Public Health and Epidemiology: Open Access
The Knox Framework: Autonomic Vulnerability as a Disease-Modifying Substrate Across Cardiac, Gastrointestinal, and Post-Viral Syndromes
Abstract
Bruce H. Knox
Emerging clinical observations across cardiology, gastroenterology, and post-viral syndromes suggest that autonomic dysregulation may represent an under-recognised disease-modifying substrate rather than merely a secondary physiological disturbance. The Knox Hypothesis proposes that cumulative autonomic insults—including viral injury, haemodynamic compromise, and surgical trauma—can produce long-term instability in parasympathetic regulation, particularly through vagal network disruption.

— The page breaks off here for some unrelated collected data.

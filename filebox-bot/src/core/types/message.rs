//! Inbound message type for the core model.

use chrono::{DateTime, Utc};
use serde::{Deserialize, Serialize};

use super::{attachment::Attachment, chat::Chat, user::User};

/// A single inbound message: text (or caption), optional attachment and reply context.
#[derive(Debug, Clone, Serialize, Deserialize)]
pub struct Message {
    pub id: String,
    pub user: User,
    pub chat: Chat,
    /// Text of the message, or its caption for media; empty when neither is present.
    pub content: String,
    /// `text`, `document`, `photo` or `video`.
    pub message_type: String,
    /// Telegram message date; generated media names use its Unix timestamp.
    pub created_at: DateTime<Utc>,
    pub attachment: Option<Attachment>,
    pub reply_to_message_id: Option<String>,
    /// Attachment of the replied-to message; `/delete` as a reply to a document uses its file name.
    pub reply_to_attachment: Option<Attachment>,
    /// Date of the replied-to message; names a replied document that was stored without one.
    pub reply_to_date: Option<DateTime<Utc>>,
}
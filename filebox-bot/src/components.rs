//! Component factory: builds BotComponents from config. Isolates assembly logic from runner.

use anyhow::{Context, Result};
use file_registry::{FileRegistry, JsonFileStore, RegistryStore};
use std::sync::Arc;
use tracing::{info, instrument};

use crate::chain::HandlerChain;
use crate::config::BotConfig;
use crate::core::Bot as CoreBot;
use crate::gateway::Gateway;
use crate::handlers::{FileCommandHandler, LoggingHandler};
use crate::telegram::TelegramBotAdapter;

/// Dependencies shared by the runner and the handlers.
#[derive(Clone)]
pub struct BotComponents {
    pub teloxide_bot: teloxide::Bot,
    pub registry: Arc<FileRegistry>,
    /// Gateway the handlers send through; the teloxide adapter unless overridden in tests.
    pub handler_bot: Arc<dyn CoreBot>,
    pub bot_username: Arc<tokio::sync::RwLock<Option<String>>>,
    pub archive_chat_id: i64,
}

/// Builds the teloxide client: optional proxy (through teloxide's default reqwest settings)
/// and optional API base URL.
pub fn build_teloxide_bot(config: &BotConfig) -> Result<teloxide::Bot> {
    let bot = match config.proxy_url() {
        Some(proxy_url) => {
            let proxy = reqwest::Proxy::all(proxy_url)
                .with_context(|| format!("Invalid proxyUrl: {}", proxy_url))?;
            let client = teloxide::net::default_reqwest_settings()
                .proxy(proxy)
                .build()
                .context("Failed to build HTTP client with proxy")?;
            info!(proxy = %proxy_url, "Proxy mode enabled");
            teloxide::Bot::with_client(config.bot_token(), client)
        }
        None => teloxide::Bot::new(config.bot_token()),
    };

    match config.telegram_api_url() {
        Some(url_str) => {
            let url = reqwest::Url::parse(url_str)
                .with_context(|| format!("Invalid telegramApiUrl: {}", url_str))?;
            Ok(bot.set_api_url(url))
        }
        None => Ok(bot),
    }
}

/// Opens the registry over `store`, wires the gateway and returns the components.
/// `handler_bot_override` replaces the teloxide adapter (tests inject a mock gateway).
#[instrument(skip(config, store, handler_bot_override))]
pub async fn build_bot_components(
    config: &BotConfig,
    store: Arc<dyn RegistryStore>,
    handler_bot_override: Option<Arc<dyn CoreBot>>,
) -> Result<BotComponents> {
    let teloxide_bot = build_teloxide_bot(config)?;
    let registry = Arc::new(FileRegistry::open(store).await);
    let handler_bot = handler_bot_override
        .unwrap_or_else(|| Arc::new(TelegramBotAdapter::new(teloxide_bot.clone())));
    let bot_username = Arc::new(tokio::sync::RwLock::new(
        config.bot_username().map(str::to_string),
    ));

    Ok(BotComponents {
        teloxide_bot,
        registry,
        handler_bot,
        bot_username,
        archive_chat_id: config.archive_chat_id(),
    })
}

/// Store for the configured cache file.
pub fn json_store(config: &BotConfig) -> Arc<dyn RegistryStore> {
    Arc::new(JsonFileStore::new(config.cache_file_path()))
}

/// Builds the handler chain (logging → file commands).
pub fn build_handler_chain(components: &BotComponents) -> HandlerChain {
    let file_handler = FileCommandHandler::new(
        components.registry.clone(),
        Gateway::new(components.handler_bot.clone()),
        components.bot_username.clone(),
        components.archive_chat_id,
    );
    HandlerChain::new()
        .add_handler(Arc::new(LoggingHandler))
        .add_handler(Arc::new(file_handler))
}
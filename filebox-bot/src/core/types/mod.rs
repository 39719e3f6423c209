//! Core types: user, chat, message, attachment, handler response, and Handler trait.
//!
//! One file per main type, as in the rest of the crate.

mod attachment;
mod chat;
mod handler;
mod message;
mod response;
mod user;

pub use attachment::Attachment;
pub use chat::Chat;
pub use handler::{Handler, ToCoreMessage, ToCoreUser};
pub use message::Message;
pub use response::HandlerResponse;
pub use user::User;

This paper introduces the Knox Framework, an integrative conceptual model proposing that progressive autonomic priming creates systemic vulnerability across multiple organ systems. The framework synthesises five previously described mechanisms: autonomic priming following viral injury, vagal-mediated gastrointestinal dysregulation, impaired cardiovascular reflex stability, post-viral dysautonomia, and heightened autonomic sensitivity to inflammatory stimuli.
Within this model, autonomic instability functions as a cross-system amplifier, linking seemingly disparate clinical phenomena including cardiac arrhythmia susceptibility, eosinophilic oesophagitis symptom variability, post-viral fatigue syndromes, and fluctuating haemodynamic tolerance.
The Knox Framework suggests that autonomic vulnerability should be considered a potential disease-modifying state capable of shaping symptom expression across multiple conditions without necessarily producing structural pathology detectable through conventional diagnostic pathways.
Recognition of autonomic vulnerability as a systemic substrate may open new directions for research into functional disorders, post-viral syndromes, and patient-reported physiological instability.